Christopher Tracy wrote: … keep the $10 battery wrap attached because they always want to throw it away! I’ll bet d.a.n. that your battery wrap has been tossed and if you ask the mechanic they’ll say you don’t need it. The fact is you do - it keeps the battery from freezing (i.e. cold starts), and it protects from static electricity/stray voltages, keeping your electrical system intact. I experienced that first hand.

Regarding the battery, you’re right. The battery wrap is gone.
Also, one day while my wife was driving the car, she called and said the PT Cruiser was losing electrical power intermittently.
So, she drove it to a Drivers’ Edge near our home.
I met my wife there, opened the hood, and noticed the PT Cruiser’s battery cable was corroded, and barely attached, and when I touched it, it came completely loose.
Therefore, the problem was merely a broken battery cable right at the battery post.
I didn’t tell this to Drivers’ Edge, since I recognized this a perfect opportunity to test their honesty.
About an hour later, Drivers’ Edge called me and said the PT Cruiser needed a new alternator and possibly a new battery, and the total cost would be about $750.
I said, “No, I don’t think so. I already knew what the problem was before I brought it in. Just replace the connector on the end of the battery cable and call me back when you’re finished”.
Naturally, the Drivers’ Edge Manager was rattled, and said he would investigate the issue.
A few minutes later, he called back, and started apologizing, knowing I’d caught them red-handed in a fraud.
He blamed it all on the mechanic, and told me his mechanic got a good “talking to”.
They waived the cost to replace the $5 dollar battery connector and the labor cost.
Also, here’s an interesting point.
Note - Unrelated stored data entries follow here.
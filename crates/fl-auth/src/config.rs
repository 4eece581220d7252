use std::time::Duration;

use fl_install::ClientLanguage;

/// Square Enix launcher endpoints
pub mod endpoints {
    pub const OAUTH_TOP: &str = "https://ffxiv-login.square-enix.com/oauth/ffxivarr/login/top";
    pub const OAUTH_SEND: &str = "https://ffxiv-login.square-enix.com/oauth/ffxivarr/login/login.send";
    pub const BOOT_VERSION: &str = "http://patch-bootver.ffxiv.com/http/win32/ffxivneo_release_boot";
    pub const GAME_VERSION: &str = "https://patch-gamever.ffxiv.com/http/win32/ffxivneo_release_game";
    pub const PATCH_TOKEN: &str = "http://patch-gamever.ffxiv.com/gen_token";
    pub const GATE_STATUS: &str = "https://frontier.ffxiv.com/worldStatus/gate_status.json";
    pub const LOGIN_STATUS: &str = "https://frontier.ffxiv.com/worldStatus/login_status.json";
    pub const FRONTIER_ORIGIN: &str = "https://launcher.finalfantasyxiv.com";
    pub const FRONTIER_INDEX: &str = "https://launcher.finalfantasyxiv.com/v700/index.html";
}

/// Fixed header values the remote services expect
pub mod headers {
    pub const ACCEPT_OAUTH: &str = "image/gif, image/jpeg, image/pjpeg, application/x-ms-application, application/xaml+xml, application/x-ms-xbap, */*";
    pub const ACCEPT_ENCODING: &str = "gzip, deflate";
    pub const ACCEPT_LANGUAGE: &str = "en-US,en;q=0.8,ja;q=0.6,de-DE;q=0.4,de;q=0.2";
    pub const EMPTY_SESSION_COOKIE: &str = "_rsid=\"\"";
    pub const PATCH_UNIQUE_ID: &str = "X-Patch-Unique-Id";
    pub const HASH_CHECK: &str = "X-Hash-Check";
}

/// User-Agent template for frontier-domain requests, `{}` is the computer id
pub const USER_AGENT_TEMPLATE: &str = "SQEXAuthor/2.0.0(Windows 6.2; ja-jp; {})";

/// User-Agent the official patcher sends to the version services
pub const PATCHER_USER_AGENT: &str = "FFXIV PATCH CLIENT";

/// Endpoint set, overridable for mirrors and tests
#[derive(Debug, Clone, PartialEq, Eq)]
pub struct Endpoints {
    pub oauth_top: String,
    pub oauth_send: String,
    pub boot_version: String,
    pub game_version: String,
    pub patch_token: String,
    pub gate_status: String,
    pub login_status: String,
    pub frontier_origin: String,
    pub frontier_index: String,
}

impl Endpoints {
    /// Route every endpoint to one host, keeping the official paths
    pub fn with_base(base: &str) -> Self {
        let base = base.trim_end_matches('/');
        Self {
            oauth_top: format!("{base}/oauth/ffxivarr/login/top"),
            oauth_send: format!("{base}/oauth/ffxivarr/login/login.send"),
            boot_version: format!("{base}/http/win32/ffxivneo_release_boot"),
            game_version: format!("{base}/http/win32/ffxivneo_release_game"),
            patch_token: format!("{base}/gen_token"),
            gate_status: format!("{base}/worldStatus/gate_status.json"),
            login_status: format!("{base}/worldStatus/login_status.json"),
            frontier_origin: base.to_string(),
            frontier_index: format!("{base}/v700/index.html"),
        }
    }
}

impl Default for Endpoints {
    fn default() -> Self {
        Self {
            oauth_top: endpoints::OAUTH_TOP.to_string(),
            oauth_send: endpoints::OAUTH_SEND.to_string(),
            boot_version: endpoints::BOOT_VERSION.to_string(),
            game_version: endpoints::GAME_VERSION.to_string(),
            patch_token: endpoints::PATCH_TOKEN.to_string(),
            gate_status: endpoints::GATE_STATUS.to_string(),
            login_status: endpoints::LOGIN_STATUS.to_string(),
            frontier_origin: endpoints::FRONTIER_ORIGIN.to_string(),
            frontier_index: endpoints::FRONTIER_INDEX.to_string(),
        }
    }
}

/// HTTP client configuration
#[derive(Debug, Clone)]
pub struct HttpTimeouts {
    pub connect: Duration,
    pub request: Duration,
}

impl Default for HttpTimeouts {
    fn default() -> Self {
        Self {
            connect: Duration::from_secs(15),
            request: Duration::from_secs(30),
        }
    }
}

/// TLS transport options
///
/// `legacy_cipher_suite` restricts the handshake to TLS 1.2
/// ECDHE-RSA-AES256-GCM-SHA384, which the login servers negotiated on
/// some historical setups. It is only honoured when the crate is built with
/// the `legacy-tls` feature; otherwise the platform TLS defaults are used and
/// the flag is logged and ignored.
#[derive(Debug, Clone, Default)]
pub struct TransportConfig {
    pub legacy_cipher_suite: bool,
}

/// Configuration for LauncherClient
#[derive(Debug, Clone, Default)]
pub struct LauncherConfig {
    pub endpoints: Endpoints,

    /// Language used for frontier referers and gate status
    pub language: ClientLanguage,

    pub http_timeouts: HttpTimeouts,

    pub transport: TransportConfig,

    /// Replaces the generated SQEXAuthor User-Agent (optional)
    pub user_agent: Option<String>,
}

impl LauncherConfig {
    pub fn new(language: ClientLanguage) -> Self {
        Self {
            language,
            ..Self::default()
        }
    }

    pub fn with_endpoints(mut self, endpoints: Endpoints) -> Self {
        self.endpoints = endpoints;
        self
    }
}
use serde::{Deserialize, Deserializer, Serialize};

use crate::patch_list::PatchListEntry;

/// Outcome of a login attempt, drives what the front-end does next
#[derive(Debug, Clone, Copy, PartialEq, Eq, Serialize, Deserialize)]
pub enum LoginState {
    /// Session registered, game may be launched
    Ok,
    /// Account has no active subscription
    NoService,
    /// Terms of service have not been accepted
    NoTerms,
    /// Game patches are pending
    NeedsPatchGame,
    /// The boot tooling must be patched before the game can be checked
    NeedsPatchBoot,
    /// Login servers are closed
    NoLogin,
}

/// Session parameters returned by the OAuth login
#[derive(Debug, Clone, PartialEq, Eq, Serialize, Deserialize)]
pub struct OauthLoginResult {
    pub session_id: String,
    pub region: u32,
    pub terms_accepted: bool,
    pub playable: bool,
    pub max_expansion: u32,
}

/// Complete result of one login attempt
#[derive(Debug, Clone, PartialEq, Eq, Serialize)]
pub struct LoginResult {
    pub state: LoginState,
    pub pending_patches: Vec<PatchListEntry>,
    pub oauth_login: Option<OauthLoginResult>,
    pub unique_id: Option<String>,
}

impl LoginResult {
    /// Result for a flow that stopped before a session was registered
    pub(crate) fn stopped(state: LoginState, oauth_login: Option<OauthLoginResult>) -> Self {
        Self {
            state,
            pending_patches: Vec::new(),
            oauth_login,
            unique_id: None,
        }
    }
}

/// Gate (world entry) status from the frontier site
#[derive(Debug, Clone, PartialEq, Eq, Deserialize)]
pub struct GateStatus {
    #[serde(deserialize_with = "bool_from_int")]
    pub status: bool,
    #[serde(default)]
    pub message: Vec<String>,
    #[serde(default)]
    pub news: Vec<String>,
}

fn bool_from_int<'de, D>(deserializer: D) -> std::result::Result<bool, D::Error>
where
    D: Deserializer<'de>,
{
    #[derive(Deserialize)]
    #[serde(untagged)]
    enum IntOrBool {
        Int(i64),
        Bool(bool),
    }

    Ok(match IntOrBool::deserialize(deserializer)? {
        IntOrBool::Int(n) => n != 0,
        IntOrBool::Bool(b) => b,
    })
}

#[cfg(test)]
mod tests {
    use super::*;

    #[test]
    fn test_gate_status_numeric() {
        let status: GateStatus =
            serde_json::from_str(r#"{"status":1,"message":["maintenance soon"],"news":[]}"#).unwrap();
        assert!(status.status);
        assert_eq!(status.message, vec!["maintenance soon"]);
    }

    #[test]
    fn test_gate_status_closed_minimal() {
        let status: GateStatus = serde_json::from_str(r#"{"status":0}"#).unwrap();
        assert!(!status.status);
        assert!(status.message.is_empty());
        assert!(status.news.is_empty());
    }

    #[test]
    fn test_gate_status_boolean() {
        let status: GateStatus = serde_json::from_str(r#"{"status":true}"#).unwrap();
        assert!(status.status);
    }
}
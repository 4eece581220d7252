use std::sync::Arc;

use chrono::{DateTime, Timelike, Utc};
use reqwest::{Client, Response};
use tracing::{debug, instrument};

use crate::config::{LauncherConfig, headers};
use crate::errors::{LauncherError, Result};
use crate::identity;
use crate::patch_list::{MultipartPatchListParser, PatchListParser};

/// HTTP client shared by every launcher operation
///
/// Cheap to clone; clones share the connection pool. No cookie store is
/// configured, every request is sent without cookies.
#[derive(Clone)]
pub struct LauncherClient {
    pub(crate) config: LauncherConfig,
    pub(crate) http: Client,
    pub(crate) user_agent: String,
    pub(crate) patch_list_parser: Arc<dyn PatchListParser>,
}

impl std::fmt::Debug for LauncherClient {
    fn fmt(&self, f: &mut std::fmt::Formatter<'_>) -> std::fmt::Result {
        f.debug_struct("LauncherClient")
            .field("config", &self.config)
            .field("user_agent", &self.user_agent)
            .finish()
    }
}

impl LauncherClient {
    /// Create a new launcher client
    pub fn new(config: LauncherConfig) -> Result<Self> {
        let user_agent = config
            .user_agent
            .clone()
            .unwrap_or_else(identity::user_agent);

        let builder = Client::builder()
            .connect_timeout(config.http_timeouts.connect)
            .timeout(config.http_timeouts.request)
            .user_agent(user_agent.as_str());
        let http = apply_transport(builder, &config)?.build()?;

        Ok(Self {
            config,
            http,
            user_agent,
            patch_list_parser: Arc::new(MultipartPatchListParser),
        })
    }

    /// Swap the manifest parser used by the version checks
    pub fn with_patch_list_parser(mut self, parser: Arc<dyn PatchListParser>) -> Self {
        self.patch_list_parser = parser;
        self
    }

    pub fn config(&self) -> &LauncherConfig {
        &self.config
    }

    pub fn user_agent(&self) -> &str {
        &self.user_agent
    }

    /// Referer pointing at the frontier index page for the configured language
    pub(crate) fn frontier_referer(&self) -> String {
        format!(
            "{}?rc_lang={}&time={}",
            self.config.endpoints.frontier_index,
            self.config.language.code(),
            frontier_time(Utc::now())
        )
    }

    /// GET a frontier resource with the headers the official launcher sends
    #[instrument(skip(self))]
    pub(crate) async fn download_as_launcher(&self, url: &str) -> Result<String> {
        debug!("Downloading as launcher");
        let response = self
            .http
            .get(url)
            .header("User-Agent", &self.user_agent)
            .header("Accept-Encoding", headers::ACCEPT_ENCODING)
            .header("Accept-Language", headers::ACCEPT_LANGUAGE)
            .header("Origin", &self.config.endpoints.frontier_origin)
            .header("Referer", self.frontier_referer())
            .send()
            .await?;

        let response = ensure_success(response).await?;
        Ok(response.text().await?)
    }
}

/// Turn a non-2xx response into an `Http` error carrying a body snippet
pub(crate) async fn ensure_success(response: Response) -> Result<Response> {
    if response.status().is_success() {
        return Ok(response);
    }

    let status = response.status();
    let body = response.text().await.unwrap_or_default();
    Err(LauncherError::Http {
        status,
        body_snippet: body.chars().take(200).collect(),
    })
}

/// `yyyy-MM-dd-HH-mm`, seconds dropped
pub(crate) fn frontier_time(now: DateTime<Utc>) -> String {
    now.format("%Y-%m-%d-%H-%M").to_string()
}

/// `yyyy-MM-dd-HH-m0`, minute truncated to its tens digit
pub(crate) fn patch_time(now: DateTime<Utc>) -> String {
    let minute_tens = now.minute() / 10;
    format!("{}-{}0", now.format("%Y-%m-%d-%H"), minute_tens)
}

#[cfg(feature = "legacy-tls")]
fn apply_transport(
    builder: reqwest::ClientBuilder,
    config: &LauncherConfig,
) -> Result<reqwest::ClientBuilder> {
    use rustls::{CipherSuite, ClientConfig, crypto::ring};
    use rustls_platform_verifier::BuilderVerifierExt;

    if !config.transport.legacy_cipher_suite {
        return Ok(builder);
    }

    let mut provider = ring::default_provider();
    provider
        .cipher_suites
        .retain(|suite| suite.suite() == CipherSuite::TLS_ECDHE_RSA_WITH_AES_256_GCM_SHA384);

    let tls_config = ClientConfig::builder_with_provider(Arc::new(provider))
        .with_protocol_versions(&[&rustls::version::TLS12])
        .map_err(|e| LauncherError::InvalidRequest(format!("TLS setup failed: {e}")))?
        .with_platform_verifier()
        .map_err(|e| LauncherError::InvalidRequest(format!("TLS verifier setup failed: {e}")))?
        .with_no_client_auth();

    debug!("Using legacy cipher suite transport");
    Ok(builder.use_preconfigured_tls(tls_config))
}

#[cfg(not(feature = "legacy-tls"))]
fn apply_transport(
    builder: reqwest::ClientBuilder,
    config: &LauncherConfig,
) -> Result<reqwest::ClientBuilder> {
    if config.transport.legacy_cipher_suite {
        tracing::warn!("Legacy cipher suite requested but built without the legacy-tls feature; using defaults");
    }

    Ok(builder)
}

#[cfg(test)]
mod tests {
    use super::*;
    use chrono::TimeZone;

    #[test]
    fn test_frontier_time_drops_seconds() {
        let now = Utc.with_ymd_and_hms(2024, 7, 2, 9, 47, 31).unwrap();
        assert_eq!(frontier_time(now), "2024-07-02-09-47");
    }

    #[test]
    fn test_patch_time_rounds_minute() {
        let now = Utc.with_ymd_and_hms(2024, 7, 2, 9, 47, 31).unwrap();
        assert_eq!(patch_time(now), "2024-07-02-09-40");

        let early = Utc.with_ymd_and_hms(2024, 7, 2, 23, 3, 0).unwrap();
        assert_eq!(patch_time(early), "2024-07-02-23-00");
    }

    #[test]
    fn test_client_uses_configured_user_agent() {
        let config = LauncherConfig {
            user_agent: Some("test-agent".to_string()),
            ..LauncherConfig::default()
        };
        let client = LauncherClient::new(config).unwrap();
        assert_eq!(client.user_agent(), "test-agent");
    }

    #[test]
    fn test_referer_embeds_language() {
        let config = LauncherConfig::new(fl_install::ClientLanguage::German);
        let client = LauncherClient::new(config).unwrap();

        let referer = client.frontier_referer();
        assert!(referer.starts_with("https://launcher.finalfantasyxiv.com/v700/index.html?rc_lang=de&time="));
    }
}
Since the power cable came completely loose when I moved the cable, they could not have driven the car into the repair bay without either pushing the car, or touching the battery cable to the battery long enough to jump start the engine, or replacing the battery connector first, and then driving the car into the repair bay.
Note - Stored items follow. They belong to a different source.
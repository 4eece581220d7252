use once_cell::sync::OnceCell;
use sha1::{Digest, Sha1};
use sysinfo::System;

use crate::config::USER_AGENT_TEMPLATE;

static COMPUTER_ID: OnceCell<String> = OnceCell::new();

/// Machine facts the computer id is derived from
#[derive(Debug, Clone, PartialEq, Eq)]
pub struct MachineIdentity {
    pub machine_name: String,
    pub user_name: String,
    pub os_version: String,
    pub processor_count: usize,
}

impl MachineIdentity {
    pub fn from_environment() -> Self {
        let user_name = std::env::var("USER")
            .or_else(|_| std::env::var("USERNAME"))
            .unwrap_or_default();

        Self {
            machine_name: System::host_name().unwrap_or_default(),
            user_name,
            os_version: System::long_os_version().unwrap_or_default(),
            processor_count: std::thread::available_parallelism()
                .map(|n| n.get())
                .unwrap_or(1),
        }
    }

    /// Ten lowercase hex chars: a checksum byte followed by the first four
    /// SHA-1 bytes of the UTF-16LE machine description.
    ///
    /// The checksum is the two's complement of the four bytes' sum, so all
    /// five bytes add up to zero mod 256.
    pub fn computer_id(&self) -> String {
        let description = format!(
            "{}{}{}{}",
            self.machine_name, self.user_name, self.os_version, self.processor_count
        );
        let utf16: Vec<u8> = description
            .encode_utf16()
            .flat_map(|unit| unit.to_le_bytes())
            .collect();

        let digest = Sha1::digest(&utf16);
        let mut bytes = [0u8; 5];
        bytes[1..].copy_from_slice(&digest[..4]);
        let sum = bytes[1..].iter().fold(0u8, |acc, b| acc.wrapping_add(*b));
        bytes[0] = sum.wrapping_neg();

        hex::encode(bytes)
    }
}

/// Computer id for this process, computed once
pub fn computer_id() -> &'static str {
    COMPUTER_ID.get_or_init(|| MachineIdentity::from_environment().computer_id())
}

/// SQEXAuthor User-Agent embedding the computer id
pub fn user_agent() -> String {
    USER_AGENT_TEMPLATE.replace("{}", computer_id())
}
use std::fmt;
use std::path::{Path, PathBuf};

use once_cell::sync::Lazy;
use regex::Regex;

/// Placeholder version reported when a version file is absent or when
/// a full patch chain is forced.
pub const BASE_GAME_VERSION: &str = "2012.01.01.0000.0000";

/// Number of expansion repositories a stock install can carry (ex1..ex5).
pub const KNOWN_EXPANSIONS: u32 = 5;

static VERSION_REGEX: Lazy<Regex> =
    Lazy::new(|| Regex::new(r"^\d{4}\.\d{2}\.\d{2}\.\d{4}\.\d{4}$").expect("valid version regex"));

/// Independently versioned parts of a game installation
#[derive(Debug, Clone, Copy, PartialEq, Eq, Hash)]
pub enum Repository {
    Boot,
    Game,
    Expansion(u32),
}

impl Repository {
    /// Version file location relative to the installation root
    pub fn version_file(&self, root: &Path) -> PathBuf {
        match self {
            Self::Boot => root.join("boot").join("ffxivboot.ver"),
            Self::Game => root.join("game").join("ffxivgame.ver"),
            Self::Expansion(n) => root
                .join("game")
                .join("sqpack")
                .join(format!("ex{n}"))
                .join(format!("ex{n}.ver")),
        }
    }
}

impl fmt::Display for Repository {
    fn fmt(&self, f: &mut fmt::Formatter<'_>) -> fmt::Result {
        match self {
            Self::Boot => f.write_str("boot"),
            Self::Game => f.write_str("game"),
            Self::Expansion(n) => write!(f, "ex{n}"),
        }
    }
}

/// Whether `version` has the `YYYY.MM.DD.NNNN.NNNN` shape the patch servers expect
pub fn is_valid_version(version: &str) -> bool {
    VERSION_REGEX.is_match(version)
}

#[cfg(test)]
mod tests {
    use super::*;

    #[test]
    fn test_version_file_locations() {
        let root = Path::new("/games/xiv");
        assert_eq!(
            Repository::Boot.version_file(root),
            root.join("boot/ffxivboot.ver")
        );
        assert_eq!(
            Repository::Game.version_file(root),
            root.join("game/ffxivgame.ver")
        );
        assert_eq!(
            Repository::Expansion(3).version_file(root),
            root.join("game/sqpack/ex3/ex3.ver")
        );
    }

    #[test]
    fn test_version_validity() {
        assert!(is_valid_version(BASE_GAME_VERSION));
        assert!(is_valid_version("2024.06.18.0000.0000"));
        assert!(!is_valid_version("2024.06.18.0000"));
        assert!(!is_valid_version("2024.06.18.0000.0000\n"));
        assert!(!is_valid_version("garbage"));
        assert!(!is_valid_version(""));
    }

    #[test]
    fn test_display() {
        assert_eq!(Repository::Expansion(2).to_string(), "ex2");
        assert_eq!(Repository::Boot.to_string(), "boot");
    }
}
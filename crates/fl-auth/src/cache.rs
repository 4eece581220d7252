use std::collections::HashMap;
use std::sync::{Arc, RwLock};

use chrono::{DateTime, Utc};
use serde::{Deserialize, Serialize};

use crate::errors::{LauncherError, Result};

/// How long a cached unique id stays usable
pub const UNIQUE_ID_TTL_HOURS: i64 = 24;

/// Last-known session data for a user, letting repeat logins skip the network
#[derive(Debug, Clone, PartialEq, Eq, Serialize, Deserialize)]
pub struct UniqueIdCacheEntry {
    pub user_name: String,
    pub unique_id: String,
    pub region: u32,
    pub max_expansion: u32,
    pub created_at: DateTime<Utc>,
}

impl UniqueIdCacheEntry {
    pub fn new(user_name: &str, unique_id: &str, region: u32, max_expansion: u32) -> Self {
        Self {
            user_name: user_name.to_string(),
            unique_id: unique_id.to_string(),
            region,
            max_expansion,
            created_at: Utc::now(),
        }
    }

    pub fn is_expired(&self) -> bool {
        Utc::now() >= self.created_at + chrono::Duration::hours(UNIQUE_ID_TTL_HOURS)
    }
}

/// Trait for storing and retrieving cached unique ids, keyed by user name
#[async_trait::async_trait]
pub trait UniqueIdCache: Send + Sync {
    /// Load a live entry for a user name
    async fn get(&self, user_name: &str) -> Option<UniqueIdCacheEntry>;

    /// Store an entry, replacing any previous one for the same user
    async fn put(&self, entry: UniqueIdCacheEntry) -> Result<()>;

    /// Forget a user's entry
    async fn remove(&self, user_name: &str) -> Result<()>;
}

/// In-memory cache for testing and single-session launchers
#[derive(Debug, Clone, Default)]
pub struct MemoryUniqueIdCache {
    entries: Arc<RwLock<HashMap<String, UniqueIdCacheEntry>>>,
}

impl MemoryUniqueIdCache {
    pub fn new() -> Self {
        Self {
            entries: Arc::new(RwLock::new(HashMap::new())),
        }
    }
}

#[async_trait::async_trait]
impl UniqueIdCache for MemoryUniqueIdCache {
    async fn get(&self, user_name: &str) -> Option<UniqueIdCacheEntry> {
        self.entries
            .read()
            .ok()?
            .get(user_name)
            .filter(|entry| !entry.is_expired())
            .cloned()
    }

    async fn put(&self, entry: UniqueIdCacheEntry) -> Result<()> {
        self.entries
            .write()
            .map_err(|_| LauncherError::Cache("Lock poisoned".to_string()))?
            .insert(entry.user_name.clone(), entry);
        Ok(())
    }

    async fn remove(&self, user_name: &str) -> Result<()> {
        self.entries
            .write()
            .map_err(|_| LauncherError::Cache("Lock poisoned".to_string()))?
            .remove(user_name);
        Ok(())
    }
}

#[cfg(test)]
mod tests {
    use super::*;

    #[tokio::test]
    async fn test_put_and_get() {
        let cache = MemoryUniqueIdCache::new();
        cache
            .put(UniqueIdCacheEntry::new("player", "uid-1", 3, 4))
            .await
            .unwrap();

        let entry = cache.get("player").await.unwrap();
        assert_eq!(entry.unique_id, "uid-1");
        assert_eq!(entry.region, 3);
        assert_eq!(entry.max_expansion, 4);
        assert!(cache.get("someone-else").await.is_none());
    }

    #[tokio::test]
    async fn test_expired_entry_is_ignored() {
        let cache = MemoryUniqueIdCache::new();
        let mut entry = UniqueIdCacheEntry::new("player", "uid-1", 3, 4);
        entry.created_at = Utc::now() - chrono::Duration::hours(25);
        cache.put(entry).await.unwrap();

        assert!(cache.get("player").await.is_none());
    }

    #[tokio::test]
    async fn test_remove() {
        let cache = MemoryUniqueIdCache::new();
        cache
            .put(UniqueIdCacheEntry::new("player", "uid-1", 3, 4))
            .await
            .unwrap();
        cache.remove("player").await.unwrap();

        assert!(cache.get("player").await.is_none());
    }
}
The moral of that story is: try to diagnose the problem first, or get a 2nd and 3rd opinion, and try to find an honest mechanic.

Anyway, many people understandably have a similar feeling about manufacturers that peddle junk that is touted as high quality, and those people also probably don’t think much of the idea of tax payers tax dollars being used to bail out such companies after decades of blatant mismanagement and shoddy products. Especially when this is not the first time Chrysler has been bailed out.

At any rate, the voters have the government that the voters elect (and re-elect, and re-elect, and re-elect , … , at least until that finally becomes too painful).